6 Comments
founding
Apr 6, 2023Liked by Peter Nayland Kust

My guess is that the employees of the Bureau of Economic Analysis are lazy weasels.

2022 is the year that we started to ‘come out of’ the pandemic shutdown. Whole downtowns began to revive, people shut in their homes warily began to venture out to do things again. Because of the historic uniqueness of the multi-year shutdown, a huge percentage of the statistics gathered and generated by these government employees would need to be ‘corrected’ for historic abnormalities. But how, exactly? An excellent mind such as yours, Mr. Kust, would have figured out fairly accurate statistical corrections, but the bureaucrats- faced with a task they’ve never encountered- probably could not agree on the particulars of how and what to correct, so they didn’t, at least not in meaningful ways. An employee of a government bureaucracy is not likely to rock the boat by proposing daring new corrections. The result is that their statistics are probably off even more than usual.

Coming out of a huge economic shutdown, there should have been such pent-up demand that we would have had robust growth. We didn’t, and your analysis shows that growth was even weaker than officially indicated. I agree, we’re in a recession, not two-plus percentage annual growth. Thank you again, Mr. Kust, for giving us meaningful analysis!

Expand full comment

Mr. Kust - thank you for another substantive work of original thought. Yours is a daily must read - have you thought out the fate of the dollar as the reserve currency to the world and whether it is net net good for us regular USA cutizens? The "hype media" seems to claim sky is falling is that true?

Know this is a complicated topic but I'm guessing you have serious thoughts on it already?

Thanks in advance.

DT

Expand full comment
author

Will the dollar eventually be replaced as the world's premier reserve currency?

Absolutely. And just as soon as a better alternative comes along.

I don't see the yuan/remninbi as that better alternative. For all the talk of the BRICS countries uniting to create a new reserve currency, BRICS has less geopolitical substance than the EU, and it took the EU member states the better part of a decade to put the Maastricht Treaty together that summoned the euro into being.

People forget that currency strength is relative to other currencies, not to history. It doesn't matter that the dollar today is weaker than the dollar of 50 years ago. It matters that the dollar today is stronger (more or less) than the yuan, the yen, the euro, or the pound sterling.

Over the past year, of those four currencies, the dollar is only marginally weaker against the euro.

Over the past two, five, and ten years, the dollar is stronger than all of them.

Much is being made of China pushing the use of the yuan to settle its oil purchases from Saudi Arabia, or France buying LNG and paying yuan. Yet this overlooks that the genesis of the "petrodollar" narrative was Nixon's negotiation with the Saudis to reinvest their money in US treasuries shortly after the gold window was closed.

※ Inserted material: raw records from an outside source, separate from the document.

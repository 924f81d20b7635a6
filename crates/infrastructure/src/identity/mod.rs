//! Federated identity provider adapters.

mod identity_toolkit;

pub use identity_toolkit::{
    DEFAULT_IDENTITY_URL, DEFAULT_TOKEN_URL, IdentityToolkitProvider, ProviderEndpoints,
};
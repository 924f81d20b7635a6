//! HTTP helpers outside the transport itself.

mod attachment;

pub use attachment::{AttachmentError, load_attachment};
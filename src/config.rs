/// Bytes read from the file per parsing block.
pub(crate) const DEFAULT_BLOCK_SIZE: usize = 5 * 1024 * 1024;

/// Column multiple that tab characters expand to when measuring lines.
pub(crate) const DEFAULT_TAB_STOP: usize = 8;

/// Tuning knobs for the indexing pipeline.
///
/// The defaults suit interactive use on multi-gigabyte files. Tests shrink
/// `block_size` to force block-boundary conditions on tiny inputs. The
/// identity-hash prefix bound is not configured here; it belongs to
/// [`IndexingData`](crate::IndexingData), which owns the hash.
#[derive(Debug, Clone)]
pub struct IndexConfig {
    /// Size of the byte window read from the file for each parsing pass.
    pub block_size: usize,
    /// Column multiple that tab characters expand to for line lengths.
    pub tab_stop: usize,
}

impl Default for IndexConfig {
    fn default() -> Self {
        Self {
            block_size: DEFAULT_BLOCK_SIZE,
            tab_stop: DEFAULT_TAB_STOP,
        }
    }
}
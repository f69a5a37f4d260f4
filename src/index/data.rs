//! Thread-safe aggregate of everything an indexing pass produces.
//!
//! One mutex guards the line index, the longest-line measurement, the
//! identity hash and the encoding fields, so a reader that observes one
//! block's contribution observes all of it. Shared as `Arc<IndexingData>`
//! between the worker (writer) and the owner (reader); the data must
//! outlive the worker.

use md5::{Digest, Md5};
use parking_lot::Mutex;

use super::encoding::TextCodec;
use super::line_position::{FastLinePositionArray, LinePositionArray};
use crate::error::IndexError;

/// How many leading bytes of the file feed the identity hash by default.
const DEFAULT_HASH_PREFIX_LEN: u64 = 256 * 1024;

/// Identity fingerprint of the indexed file: an MD5 over its first
/// `size` bytes, where `size` never exceeds the configured prefix bound.
#[derive(Debug, Clone, Copy, PartialEq, Eq)]
pub struct IndexedHash {
    /// How many leading bytes of the file the digest covers.
    pub size: u64,
    pub digest: [u8; 16],
}

#[derive(Debug)]
struct Inner {
    line_positions: LinePositionArray,
    max_length: usize,
    hasher: Md5,
    hashed_size: u64,
    encoding_guess: Option<TextCodec>,
    encoding_forced: Option<TextCodec>,
}

impl Inner {
    fn new() -> Self {
        Self {
            line_positions: LinePositionArray::new(),
            max_length: 0,
            hasher: Md5::new(),
            hashed_size: 0,
            encoding_guess: None,
            encoding_forced: None,
        }
    }
}

/// The shared indexing results for one monitored file.
#[derive(Debug)]
pub struct IndexingData {
    hash_prefix_len: u64,
    inner: Mutex<Inner>,
}

impl IndexingData {
    #[must_use]
    pub fn new() -> Self {
        Self::with_hash_prefix(DEFAULT_HASH_PREFIX_LEN)
    }

    /// Create a store whose identity hash covers at most `len` leading
    /// bytes of the file.
    #[must_use]
    pub fn with_hash_prefix(len: u64) -> Self {
        Self {
            hash_prefix_len: len,
            inner: Mutex::new(Inner::new()),
        }
    }

    /// Total indexed size: the end offset of the last indexed line.
    #[must_use]
    pub fn get_size(&self) -> u64 {
        self.inner.lock().line_positions.last_or_zero()
    }

    /// Number of indexed lines.
    #[must_use]
    pub fn get_nb_lines(&self) -> usize {
        self.inner.lock().line_positions.len()
    }

    /// Length of the longest line seen so far, in code points with tabs
    /// expanded.
    #[must_use]
    pub fn get_max_length(&self) -> usize {
        self.inner.lock().max_length
    }

    /// End offset of the given line, or `None` past the indexed range.
    #[must_use]
    pub fn get_pos_for_line(&self, line: usize) -> Option<u64> {
        self.inner.lock().line_positions.at(line)
    }

    #[must_use]
    pub fn get_hash(&self) -> IndexedHash {
        let inner = self.inner.lock();
        IndexedHash {
            size: inner.hashed_size,
            digest: inner.hasher.clone().finalize().into(),
        }
    }

    #[must_use]
    pub fn get_encoding_guess(&self) -> Option<TextCodec> {
        self.inner.lock().encoding_guess
    }

    pub fn set_encoding_guess(&self, codec: TextCodec) {
        self.inner.lock().encoding_guess = Some(codec);
    }

    #[must_use]
    pub fn get_forced_encoding(&self) -> Option<TextCodec> {
        self.inner.lock().encoding_forced
    }

    /// Store a codec that overrides the guess for presentation. Does not
    /// touch the index itself.
    pub fn force_encoding(&self, codec: Option<TextCodec>) {
        self.inner.lock().encoding_forced = codec;
    }

    /// Atomically fold one parsed block into the store.
    ///
    /// Appends the line ends, extends the identity hash over the block's
    /// not-yet-hashed bytes while the prefix bound allows, folds the
    /// max-length delta and adopts the codec when one is passed.
    /// `block_start` is the absolute offset of the block's first byte;
    /// an incremental pass may re-feed bytes the hash already covered.
    pub fn add_all(
        &self,
        block: &[u8],
        block_start: u64,
        max_length: usize,
        positions: &FastLinePositionArray,
        encoding: Option<TextCodec>,
    ) -> Result<(), IndexError> {
        let mut inner = self.inner.lock();
        inner.line_positions.append_batch(positions)?;

        if inner.hashed_size < self.hash_prefix_len && block_start <= inner.hashed_size {
            let skip = (inner.hashed_size - block_start) as usize;
            if skip < block.len() {
                let available = &block[skip..];
                let room = self.hash_prefix_len - inner.hashed_size;
                let take = available.len().min(room as usize);
                inner.hasher.update(&available[..take]);
                inner.hashed_size += take as u64;
            }
        }

        inner.max_length = inner.max_length.max(max_length);
        if encoding.is_some() {
            inner.encoding_guess = encoding;
        }
        Ok(())
    }

    /// Reset every field and re-initialize the hash.
    pub fn clear(&self) {
        *self.inner.lock() = Inner::new();
    }
}

impl Default for IndexingData {
    fn default() -> Self {
        Self::new()
    }
}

The Saudis might agree to take yuan today from China, but what will they do with those yuan? What yuan-denominated assets can they purchase? Can they get better returns from dollar-denominated assets? Are they turning to China strategically or are they simply providing China a service by taking on the currency risk in order to sell China more oil (for obvious reasons, China has been focusing most of its purchases lately on Russian oil)?

There is a truism in economics that "bad money" chases out "good money"--the theory being that people hold money that is the better store of value and spend the money that is the worse store of value. Is China, by pushing to see the yuan used in more international settlements, positioning the yuan as "good money" or as "bad money"?

Expand full comment

thank you for the insight -- it seems from your reply an entire book could be written on this topic -- I've been meaning to ask you, the money being removed from the banks, due either to the low returns they are providing or the risks of collapse/bank runs, where are depositors now putting it, into money market accounts at the investment firms? But that only satisfies the returns issue, it doesn't eliminate the run/failure risk -- is that just the risk accepted in having to put that kind of deposit somewhere, short of just actually taking cash dollars out and holding onto them (or buying hard, actual assets, such as RE, cars)?

Expand full comment
author

SEVERAL books could be written on the topic. (If I get enough paying subscribers on this substack I would have quite a lot of fun writing at least a few of them! :D )

A fair amount of the money being pulled is being placed in money market funds with investment firms and brokerages--better interest rates but no FDIC protection

When you're talking tens of millions and even billions of dollars, simply pulling the currency out and stuffing it in a mattress is unworkable even without inflation.

Cars are actually a pretty bad store of value. Until a car becomes a classic--IF it becomes a classic--it loses value every year, guaranteed. Real Estate can still offer a good value proposition,, but mortgage rates make the buying proposition extremely dicey.

Which is the big challenge now that the "everything" bubble has burst. Until asset prices find a new equilibrium, it's going to be a bumpy ride!

Expand full comment

Has the everything bubble really burst? Stock market indices are a bit off their late 2021 all-time highs, but still in the stratosphere. Real estate is also down a bit, but not much, and there isn't much inventory. Gold is at $2000, silver at $25, copper at $4.00, and oil over $80. The bubble might have a small leak, but I don't see it as having "burst" yet.